A slimline kit at Woodcraft is about $3.00.Nice display pretty instruction sheet etc.
The slimlines @Woodturningz are $1.70 and BIlls are $1.50.
The only difference between Bill's and Ryans(both advertizers on this site are Bill's don't have the components separated in the little plastic bags that I know drug dealers have to go out and buy.
I would imagine the original orders are weigh counted,and if we ordered in bulk,someone would have to count out the parts and reship.
I can't see putting Ryan and Bill out of buisness for a few pennies.(insert smiley here,I used the short form)


----------



## tipusnr

I agree with Eagle.  There are enough vendors giving value prices on slimline and other kits that I'm not interested in a bulk buy.


----------



## wayneis

I don't think that you can do it and save enough to make any difference.  AND I agree, I would not hurt Bill, Ryan or the people at POC as they go out of their way to get us the best deals possable.  I'm thinken you are waisting your time.

Wayne


----------



## Rudy Vey

> _Originally posted by woodspinner_
> <br />I have read about all of the kits but.   Is there a source to buy all of the parts, in bulk, individually?  Eg.  1000 2" inserts
> If so is it feasable?   I know sometimes the parts cost more than the product.
> Even if the buy quantities may be very high we could buy and re distribute as a group.   Not much weight so reshipping would be cheap.
> 
> Good turning and be safe
> Bill



I do not think that you can buy single components in bulk from any of the suppliers, except the brass tubes ( I assume this is what you mean when saying " 2" inserts"), generally I always order at least ten sets of spare tubes when buying new kits. Some will sell you a few spare parts, like I bought extra transmissions from Berea that I need for repair on pens people sat on and broke them. I know at Woodcraft one can buy spare transmissions. 
What would the benefit be for you in buying single components in bulk?? When ordering kits in the hundreds you actually can get quite large quantity rebates (sometimes over 50% off the single kit price)

HTH

Rudy


----------



## woodwish

My biggest complaint with the kits I have bought is that it takes as long to open all those $*&%# plastic bags as it does to put the pen together.  I would love to buy in bulk just so I didn't have to open all those bags.  Does anyone sell all the parts in one bag so I don't have to open all those individually?  Maybe I just haven't found the right distibutor?  It's not the price I would be trying to save, just some time.

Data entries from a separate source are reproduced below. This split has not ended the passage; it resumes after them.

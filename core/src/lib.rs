#![deny(
    unsafe_code,
    missing_docs,
    dead_code,
    unused_results,
    non_snake_case,
    unreachable_pub
)]

//! Core contracts shared across the Crowd Rush engine.
//!
//! This crate defines the message surface that connects adapters, the
//! authoritative world, and pure systems. Adapters and systems submit
//! [`Command`] values describing desired mutations, the world executes those
//! commands via its `apply` entry point, and then broadcasts [`Event`] values
//! for systems to react to deterministically. Systems consume event streams,
//! query immutable snapshots, and respond exclusively with new command
//! batches.

use std::time::Duration;

use serde::{Deserialize, Serialize};
use thiserror::Error;

/// Canonical banner emitted when the experience boots.
pub const WELCOME_BANNER: &str = "Crowd Rush simulation core.";

/// Commands that express all permissible world mutations.
#[derive(Clone, Copy, Debug, PartialEq)]
pub enum Command {
    /// Advances the simulation clock by the provided delta time.
    Tick {
        /// Duration of simulated time that elapsed since the previous tick.
        dt: Duration,
    },
    /// Requests that the crowd leader steer toward the provided lateral
    /// coordinate, clamped to the lane bounds.
    SteerLeader {
        /// Desired lateral position for the leader.
        x: f32,
    },
    /// Grows the active roster by up to `count` units, capped at capacity.
    AddUnits {
        /// Number of units requested; the remainder is silently dropped
        /// when the pool runs dry.
        count: u32,
    },
    /// Shrinks the active roster by up to `count` units from the tail.
    RemoveUnits {
        /// Number of units requested; clamped to the current roster size.
        count: u32,
    },
    /// Multiplies the roster size by `factor`, capped at capacity.
    MultiplyUnits {
        /// Growth factor applied to the current roster size.
        factor: u32,
    },
    /// Divides the roster size by `divisor` using floor division, keeping
    /// at least one survivor. Divisors of zero are ignored.
    DivideUnits {
        /// Divisor applied to the current roster size.
        divisor: u32,
    },
    /// Requests that the identified unit fire one projectile forward.
    FireProjectile {
        /// Unit that owns the projectile.
        unit: UnitId,
    },
    /// Spawns a mutually exclusive gate pair across the lane.
    SpawnGatePair {
        /// Identifier of the pair, allocated by the wave director.
        pair: PairId,
        /// Travel-axis coordinate of the pair's trigger line.
        line_z: f32,
        /// Gate occupying the left half of the lane.
        left: GateSpec,
        /// Gate occupying the right half of the lane.
        right: GateSpec,
    },
    /// Spawns a row of normal enemies behind a gate pair.
    SpawnEnemyWave {
        /// Identifier of the wave, allocated by the wave director.
        wave: WaveId,
        /// Travel-axis coordinate the row is centered on.
        line_z: f32,
        /// Number of enemies in the wave.
        count: u32,
    },
    /// Spawns a single boss-class enemy behind the final gate pair.
    SpawnBoss {
        /// Identifier of the wave the boss stands in for.
        wave: WaveId,
        /// Travel-axis coordinate the boss spawns at.
        line_z: f32,
    },
    /// Moves an enemy to a new position with the provided facing.
    MoveEnemy {
        /// Enemy to reposition.
        enemy: EnemyId,
        /// Destination position for this tick.
        to: LanePoint,
        /// Facing angle in radians around the vertical axis.
        heading: f32,
    },
    /// Applies an enemy's melee strike to the crowd.
    EnemyStrike {
        /// Enemy performing the strike; damage comes from its profile.
        enemy: EnemyId,
    },
}
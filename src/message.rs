use serde::{Deserialize, Serialize};
use serde_json::Value;

/// Messages a client may send over its websocket.
///
/// The wire envelope also carries a `client_id` field, which is ignored
/// during deserialization: the acting identity comes from the connection
/// path and cannot be spoofed per message. SDP and ICE payloads are opaque
/// to the relay and passed through unchanged.
#[derive(Debug, Clone, PartialEq, Serialize, Deserialize)]
#[serde(tag = "type", rename_all = "snake_case")]
pub enum ClientMessage {
    GetUsers,
    Offer { target: String, offer: Value },
    Answer { target: String, answer: Value },
    IceCandidate { target: String, candidate: Value },
}

/// Messages the relay sends to clients.
#[derive(Debug, Clone, PartialEq, Serialize, Deserialize)]
#[serde(tag = "type", rename_all = "snake_case")]
pub enum ServerMessage {
    Connected {
        client_id: String,
        message: String,
    },
    UserJoined {
        client_id: String,
        users_online: usize,
    },
    UserLeft {
        client_id: String,
        users_online: usize,
    },
    UsersList {
        users: Vec<String>,
        users_online: usize,
    },
    Offer {
        offer: Value,
        sender: String,
    },
    Answer {
        answer: Value,
        sender: String,
    },
    IceCandidate {
        candidate: Value,
        sender: String,
    },
}
use crate::helper::spawn_app;

#[actix_web::test]
async fn health_check_works() {
    let app = spawn_app().await;
    let response = reqwest::Client::new()
        .get(app.path("health_check"))
        .send()
        .await
        .expect("Failed to execute request.");
    assert_eq!(response.status(), 200);
}

#[actix_web::test]
async fn index_serves_the_client_page() {
    let app = spawn_app().await;
    let response = reqwest::get(app.base_address())
        .await
        .expect("Failed to execute request.");
    assert_eq!(response.status(), 200);
    let body = response.text().await.unwrap();
    assert!(body.contains("<!DOCTYPE html>"));
    assert!(body.contains("RTCPeerConnection"));
}
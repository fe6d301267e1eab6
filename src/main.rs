use tracing_subscriber::EnvFilter;

use signalhub::{application::Application, settings::Settings, tls};

fn setup() {
    if std::env::var("RUST_LOG").is_err() {
        std::env::set_var("RUST_LOG", "info")
    }
    tracing_subscriber::fmt::fmt()
        .with_env_filter(EnvFilter::from_default_env())
        .init();
}

fn banner(settings: &Settings) {
    let scheme = if settings.tls.enabled { "https" } else { "http" };
    let port = settings.application.port;
    tracing::info!("video chat signaling relay");
    tracing::info!("local:   {scheme}://localhost:{port}");
    if let Ok(ip) = local_ip_address::local_ip() {
        tracing::info!("network: {scheme}://{ip}:{port}");
    }
    if settings.tls.enabled {
        tracing::info!("the certificate is self-signed; browsers warn once per device");
    }
}

#[actix_web::main]
async fn main() -> anyhow::Result<()> {
    setup();
    let settings = Settings::from_env();
    banner(&settings);

    let tls_config = if settings.tls.enabled {
        Some(tls::load_or_generate(
            &settings.tls.certificate,
            &settings.tls.private_key,
        )?)
    } else {
        None
    };

    Application::build(settings, tls_config)
        .await?
        .run_until_stopped()
        .await?;
    Ok(())
}
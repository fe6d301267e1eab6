use actix::Addr;
use actix_web::{get, http::header::ContentType, web, Error, HttpRequest, HttpResponse};
use actix_web_actors::ws;

use super::registry::Registry;
use super::session::WsSession;

#[get("/health_check")]
async fn health_check() -> HttpResponse {
    HttpResponse::Ok().finish()
}

/// The served client application. Opaque to the relay: it is the producer
/// and consumer of the JSON envelopes, nothing more.
#[get("/")]
async fn index() -> HttpResponse {
    HttpResponse::Ok()
        .content_type(ContentType::html())
        .body(include_str!("../../static/index.html"))
}

/// The identifier segment of the path is the client's authoritative identity
/// for the whole connection; `client_id` fields inside message bodies are
/// advisory and ignored.
#[get("/ws/{client_id}")]
async fn join(
    req: HttpRequest,
    stream: web::Payload,
    path: web::Path<String>,
    registry: web::Data<Addr<Registry>>,
) -> Result<HttpResponse, Error> {
    let client_id = path.into_inner();
    let session = WsSession::new(client_id, registry.get_ref().clone());
    ws::start(session, &req, stream)
}
use std::time::{Duration, Instant};

use actix::prelude::*;
use actix_web_actors::ws;
use tracing::{debug, info};
use uuid::Uuid;

use super::registry::{self, Registry, SessionMessage};
use crate::message::{ClientMessage, ServerMessage};

/// How often heartbeat pings are sent
const HEARTBEAT_INTERVAL: Duration = Duration::from_secs(5);

/// How long before lack of client response causes a timeout
const CLIENT_TIMEOUT: Duration = Duration::from_secs(10);

/// One websocket connection. Holds no signaling state of its own: every
/// frame is either serviced against the registry or forwarded through it.
pub struct WsSession {
    id: String,
    token: Uuid,
    heartbeat: Instant,
    registry: Addr<Registry>,
}

impl WsSession {
    pub fn new(id: String, registry: Addr<Registry>) -> Self {
        Self {
            id,
            token: Uuid::new_v4(),
            heartbeat: Instant::now(),
            registry,
        }
    }

    fn heartbeat(&self, ctx: &mut ws::WebsocketContext<Self>) {
        ctx.run_interval(HEARTBEAT_INTERVAL, |act, ctx| {
            if Instant::now().duration_since(act.heartbeat) > CLIENT_TIMEOUT {
                info!(client = %act.id, "heartbeat timed out, disconnecting");
                ctx.stop();
                return;
            }
            ctx.ping(b"");
        });
    }

    /// The dispatch table: a membership query is answered directly, routed
    /// types go to their target, everything else is dropped.
    fn route(&mut self, text: &str, ctx: &mut ws::WebsocketContext<Self>) {
        let message = match serde_json::from_str::<ClientMessage>(text) {
            Ok(message) => message,
            Err(err) => {
                debug!(client = %self.id, %err, "dropping malformed message");
                return;
            }
        };

        match message {
            ClientMessage::GetUsers => {
                self.registry
                    .send(registry::ListIds)
                    .into_actor(self)
                    .then(|res, _act, ctx| {
                        if let Ok(users) = res {
                            let reply = ServerMessage::UsersList {
                                users_online: users.len(),
                                users,
                            };
                            ctx.text(serde_json::to_string(&reply).unwrap());
                        }
                        fut::ready(())
                    })
                    .wait(ctx);
            }
            ClientMessage::Offer { target, offer } => self.forward(
                target,
                ServerMessage::Offer {
                    offer,
                    sender: self.id.clone(),
                },
            ),
            ClientMessage::Answer { target, answer } => self.forward(
                target,
                ServerMessage::Answer {
                    answer,
                    sender: self.id.clone(),
                },
            ),
            ClientMessage::IceCandidate { target, candidate } => self.forward(
                target,
                ServerMessage::IceCandidate {
                    candidate,
                    sender: self.id.clone(),
                },
            ),
        }
    }

    /// Fire-and-forget: a missing target is dropped by the registry and the
    /// sender is never told.
    fn forward(&self, target: String, message: ServerMessage) {
        self.registry.do_send(registry::SendTo { target, message });
    }
}

impl Actor for WsSession {
    type Context = ws::WebsocketContext<Self>;

    fn started(&mut self, ctx: &mut Self::Context) {
        self.heartbeat(ctx);
        self.registry.do_send(registry::Connect {
            id: self.id.clone(),
            token: self.token,
            addr: ctx.address().recipient(),
        });
    }

    fn stopping(&mut self, _: &mut Self::Context) -> Running {
        self.registry.do_send(registry::Disconnect {
            id: self.id.clone(),
            token: self.token,
        });
        Running::Stop
    }
}

impl Handler<SessionMessage> for WsSession {
    type Result = ();

    fn handle(&mut self, msg: SessionMessage, ctx: &mut Self::Context) {
        match msg {
            SessionMessage::Forward(message) => {
                ctx.text(serde_json::to_string(&message).unwrap());
            }
            SessionMessage::Close => {
                ctx.close(Some(ws::CloseCode::Normal.into()));
                ctx.stop();
            }
        }
    }
}

impl StreamHandler<Result<ws::Message, ws::ProtocolError>> for WsSession {
    fn handle(&mut self, msg: Result<ws::Message, ws::ProtocolError>, ctx: &mut Self::Context) {
        match msg {
            Ok(ws::Message::Ping(msg)) => {
                self.heartbeat = Instant::now();
                ctx.pong(&msg);
            }
            Ok(ws::Message::Pong(_)) => {
                self.heartbeat = Instant::now();
            }
            Ok(ws::Message::Text(text)) => self.route(&text, ctx),
            Ok(ws::Message::Binary(_)) => {
                debug!(client = %self.id, "dropping unexpected binary frame");
            }
            Ok(ws::Message::Close(reason)) => {
                ctx.close(reason);
                ctx.stop();
            }
            _ => ctx.stop(),
        }
    }
}
//! Output formatting for CLI

use crate::models::{ArchiveReport, ArchiveStatus, CleanupOutcome};
use std::fmt::Write;

/// Human-readable summary of an archive run
#[must_use]
pub fn format_text(report: &ArchiveReport) -> String {
    let mut out = String::new();

    let status = match report.status {
        ArchiveStatus::Completed => "completed",
        ArchiveStatus::Partial => "partial",
        ArchiveStatus::ArtifactMissing => "artifact missing",
    };
    let _ = writeln!(out, "Archive {status}: {}", report.artifact.display());

    if let (Some(version), Some(name)) = (&report.version, &report.file_name) {
        let _ = writeln!(out, "  version: {version}");
        let _ = writeln!(out, "  name:    {name}");
    }

    for copy in &report.copies {
        match &copy.error {
            None => {
                let note = if copy.replaced { " (replaced)" } else { "" };
                let _ = writeln!(
                    out,
                    "  [ok]     {:<8} {}{note}",
                    copy.destination,
                    copy.path.display()
                );
            }
            Some(err) => {
                let _ = writeln!(
                    out,
                    "  [failed] {:<8} {} ({err})",
                    copy.destination,
                    copy.path.display()
                );
            }
        }
    }

    if report.status != ArchiveStatus::ArtifactMissing {
        let cleanup = match &report.cleanup {
            CleanupOutcome::Deleted => "original deleted".to_string(),
            CleanupOutcome::Kept => "original kept".to_string(),
            CleanupOutcome::Failed { message } => format!("original not deleted: {message}"),
        };
        let _ = writeln!(out, "  cleanup: {cleanup}");
    }

    out
}

/// Format an archive report as JSON
#[must_use]
pub fn format_json(report: &ArchiveReport) -> String {
    serde_json::to_string_pretty(report).unwrap_or_else(|_| "{}".to_string())
}
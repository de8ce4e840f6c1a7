//! Firmware Version Stamping Library
//!
//! This library derives a firmware version from git metadata, injects it into a
//! build's flag list as a preprocessor define, and archives the produced binary
//! under a versioned, timestamped name once the build has finished.

pub mod cli;
pub mod io;
pub mod models;
pub mod services;

pub use models::{
    ArchiveReport, ArchiveStatus, BuildContext, CleanupOutcome, CopyOutcome, DestinationKind,
    ResolvedVersion, VersionOrigin,
};
pub use services::archive::{ArchiveOptions, WaitPolicy, archive_artifact};
pub use services::hooks::PostActionRegistry;
pub use services::inject::{DEFAULT_VERSION_SYMBOL, inject_version_flag};
pub use services::version::{FALLBACK_VERSION, VersionResolver};

use std::result;

/// Custom error type for the library
#[derive(Debug)]
pub enum Error {
    Io(std::io::Error),
    InvalidInput(String),
    Context(String),
}

impl std::fmt::Display for Error {
    fn fmt(&self, f: &mut std::fmt::Formatter<'_>) -> std::fmt::Result {
        match self {
            Error::Io(e) => write!(f, "I/O error: {e}"),
            Error::InvalidInput(msg) => write!(f, "Invalid input: {msg}"),
            Error::Context(msg) => write!(f, "Invalid build context: {msg}"),
        }
    }
}

impl std::error::Error for Error {
    fn source(&self) -> Option<&(dyn std::error::Error + 'static)> {
        match self {
            Error::Io(e) => Some(e),
            _ => None,
        }
    }
}

impl From<std::io::Error> for Error {
    fn from(err: std::io::Error) -> Self {
        Error::Io(err)
    }
}

impl From<serde_json::Error> for Error {
    fn from(err: serde_json::Error) -> Self {
        Error::Context(err.to_string())
    }
}

pub type Result<T> = result::Result<T, Error>;
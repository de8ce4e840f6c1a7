//! Post-build action registry keyed by target path patterns.

use crate::models::BuildContext;
use log::debug;
use std::path::Path;

/// Callback run after a matching target has been produced.
pub type PostAction<'a, T> = Box<dyn FnMut(&Path, &BuildContext) -> T + 'a>;

/// Collects post-build actions and fires those whose pattern matches a produced target.
pub struct PostActionRegistry<'a, T> {
    actions: Vec<(String, PostAction<'a, T>)>,
}

impl<T> Default for PostActionRegistry<'_, T> {
    fn default() -> Self {
        Self::new()
    }
}

impl<'a, T> PostActionRegistry<'a, T> {
    /// Construct an empty registry.
    #[must_use]
    pub fn new() -> Self {
        Self {
            actions: Vec::new(),
        }
    }

    /// Register `action` for targets matching `pattern` (after substitution).
    pub fn register(
        &mut self,
        pattern: impl Into<String>,
        action: impl FnMut(&Path, &BuildContext) -> T + 'a,
    ) {
        self.actions.push((pattern.into(), Box::new(action)));
    }

    #[must_use]
    pub fn len(&self) -> usize {
        self.actions.len()
    }

    #[must_use]
    pub fn is_empty(&self) -> bool {
        self.actions.is_empty()
    }

    /// Run every action registered for `produced`, in registration order.
    pub fn fire(&mut self, ctx: &BuildContext, produced: &Path) -> Vec<T> {
        let mut outputs = Vec::new();
        for (pattern, action) in &mut self.actions {
            let target = ctx.subst(pattern);
            if Path::new(&target) == produced {
                debug!("post-action '{pattern}' triggered by {}", produced.display());
                outputs.push(action(produced, ctx));
            }
        }
        outputs
    }
}
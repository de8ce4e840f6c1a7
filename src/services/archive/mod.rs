//! Post-build archival of the firmware binary
//!
//! Once the build has produced `$BUILD_DIR/${PROGNAME}.bin`, the archiver waits
//! for the file to appear, names a copy after the injected version and the
//! current local time, and places that copy in the build directory, the
//! project's `firmware_builds` directory, and an optional export directory.
//! The unversioned original is removed only when every copy succeeded.
//!
//! Nothing here fails the build: every stage logs and records its outcome in
//! the returned [`ArchiveReport`].

pub mod naming;
pub mod wait;

pub use naming::{archive_file_name, extract_version};
pub use wait::{WaitPolicy, wait_for_artifact};

use crate::models::{
    ArchiveReport, ArchiveStatus, BuildContext, CleanupOutcome, CopyOutcome, DestinationKind,
};
use crate::services::hooks::PostActionRegistry;
use crate::services::inject::DEFAULT_VERSION_SYMBOL;
use chrono::{Local, NaiveDateTime};
use filetime::FileTime;
use log::{info, warn};
use std::fs;
use std::io;
use std::path::{Path, PathBuf};

/// Archive directory name, relative to the project root.
pub const ARCHIVE_DIR_NAME: &str = "firmware_builds";

/// Project option naming the optional export directory.
pub const EXPORT_DIR_OPTION: &str = "custom_firmware_export_dir";

/// Version used in the file name when no version define is found.
pub const UNKNOWN_VERSION: &str = "vUnknown";

/// Target the archiver is registered for.
pub const ARTIFACT_PATTERN: &str = "$BUILD_DIR/${PROGNAME}.bin";

/// Options controlling an archive run
#[derive(Debug, Clone)]
pub struct ArchiveOptions {
    pub wait: WaitPolicy,
    pub symbol: String,
    /// Takes precedence over the `custom_firmware_export_dir` project option.
    pub export_dir: Option<PathBuf>,
}

impl Default for ArchiveOptions {
    fn default() -> Self {
        Self {
            wait: WaitPolicy::default(),
            symbol: DEFAULT_VERSION_SYMBOL.to_string(),
            export_dir: None,
        }
    }
}

/// Register the archiver as a post-action on the primary firmware binary.
pub fn register_archiver(registry: &mut PostActionRegistry<'_, ArchiveReport>, opts: ArchiveOptions) {
    registry.register(ARTIFACT_PATTERN, move |produced: &Path, ctx: &BuildContext| {
        archive_artifact(ctx, produced, &opts)
    });
}

/// Wait for `artifact`, then archive it stamped with the current local time.
#[must_use]
pub fn archive_artifact(ctx: &BuildContext, artifact: &Path, opts: &ArchiveOptions) -> ArchiveReport {
    info!("Post-build archive triggered for {}", artifact.display());

    if !wait_for_artifact(artifact, &opts.wait) {
        warn!(
            "Firmware not found after waiting {:.1}s: {}",
            opts.wait.total().as_secs_f64(),
            artifact.display()
        );
        return ArchiveReport::artifact_missing(artifact);
    }

    archive_existing(ctx, artifact, opts, &Local::now().naive_local())
}

/// Archive an artifact that is already present, naming copies after `when`.
#[must_use]
pub fn archive_existing(
    ctx: &BuildContext,
    artifact: &Path,
    opts: &ArchiveOptions,
    when: &NaiveDateTime,
) -> ArchiveReport {
    let version = extract_version(&ctx.build_flags, &opts.symbol).unwrap_or_else(|| {
        warn!("No {} define in build flags, using '{UNKNOWN_VERSION}'", opts.symbol);
        UNKNOWN_VERSION.to_string()
    });
    let file_name = archive_file_name(&version, when);

    let mut copies = vec![
        copy_to(artifact, &ctx.build_dir, &file_name, DestinationKind::BuildDir),
        copy_to(
            artifact,
            &ctx.project_dir.join(ARCHIVE_DIR_NAME),
            &file_name,
            DestinationKind::Archive,
        ),
    ];

    match export_dir(ctx, opts) {
        Some(dir) => copies.push(copy_to(artifact, &dir, &file_name, DestinationKind::Export)),
        None => info!("No external export directory defined"),
    }

    let all_copied = copies.iter().all(CopyOutcome::succeeded);
    let cleanup = if all_copied {
        remove_original(artifact)
    } else {
        warn!("Keeping original {} because a copy failed", artifact.display());
        CleanupOutcome::Kept
    };

    ArchiveReport {
        artifact: artifact.to_path_buf(),
        status: if all_copied {
            ArchiveStatus::Completed
        } else {
            ArchiveStatus::Partial
        },
        version: Some(version),
        file_name: Some(file_name),
        copies,
        cleanup,
    }
}

/// Export directory from the override or the project option. Relative
/// values from either source resolve against the project root.
fn export_dir(ctx: &BuildContext, opts: &ArchiveOptions) -> Option<PathBuf> {
    let dir = match &opts.export_dir {
        Some(dir) => dir.clone(),
        None => PathBuf::from(ctx.project_option(EXPORT_DIR_OPTION)?),
    };
    Some(ctx.project_dir.join(dir))
}

fn copy_to(source: &Path, dir: &Path, file_name: &str, destination: DestinationKind) -> CopyOutcome {
    let path = dir.join(file_name);
    let replaced = path.exists();
    if replaced {
        warn!("Replacing existing {destination} copy: {}", path.display());
    }
    let result = fs::create_dir_all(dir).and_then(|()| copy_preserving_times(source, &path));

    let error = match result {
        Ok(_) => {
            match destination {
                DestinationKind::BuildDir => info!("Copied as: {file_name}"),
                DestinationKind::Archive => info!("Archived to: {}", dir.display()),
                DestinationKind::Export => info!("Exported to: {}", dir.display()),
            }
            None
        }
        Err(e) => {
            warn!("Copy to {destination} directory {} failed: {e}", dir.display());
            Some(e.to_string())
        }
    };

    CopyOutcome {
        destination,
        path,
        replaced,
        error,
    }
}

/// Copy file contents and carry over access and modification times.
pub fn copy_preserving_times(from: &Path, to: &Path) -> io::Result<u64> {
    let bytes = fs::copy(from, to)?;
    let metadata = fs::metadata(from)?;
    filetime::set_file_times(
        to,
        FileTime::from_last_access_time(&metadata),
        FileTime::from_last_modification_time(&metadata),
    )?;
    Ok(bytes)
}

fn remove_original(artifact: &Path) -> CleanupOutcome {
    match fs::remove_file(artifact) {
        Ok(()) => {
            info!("Deleted original: {}", artifact.display());
            CleanupOutcome::Deleted
        }
        Err(e) => {
            warn!("Could not delete original {}: {e}", artifact.display());
            CleanupOutcome::Failed {
                message: e.to_string(),
            }
        }
    }
}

I wish one of the supliers would send 25 pens for example with all of one part in a bag, so we would only have to open a few bags instead of 25 times a few bags.  Seems like it would save them some money on all those mini-ziplock bags also.

Ray


----------



## Rudy Vey

I agree with you, but our suppliers of pen kits here in the US get their kits already packed like this from their suppliers in Taiwan. I know it's a real pita to unpack a larger number of kits. It is a big amount of wasted plastic bags. 

Rudy


----------



## William Young

Ray;
I got 20 slimline kits from Bill Baumbeck when they were $1.40 each. Now they are still an excellent  buy at $1.49. They come in quantities of 10 kits to a bag in "bulk" style. I just emptied both bags into the box they came in and and pick out the pieces as I need from there. . So that would save you from opening all those $*&%# plastic bags as you put it ;-)  .
W.Y.


----------



## Guest

Bill-
You wouldn't want to do that for the cigar pen,each one has 12 pieces.


----------



## woodspinner

Ray
You hit it on the head.  

William what is his web site and or company name ?   I will buy from him for just this reason.

Good turning and be safe
Bill


----------



## Darley

> _Originally posted by Eaglesc_
> <br />
> I can't see putting Ryan and Bill out of buisness for a few pennies.(insert smiley here,I used the short form)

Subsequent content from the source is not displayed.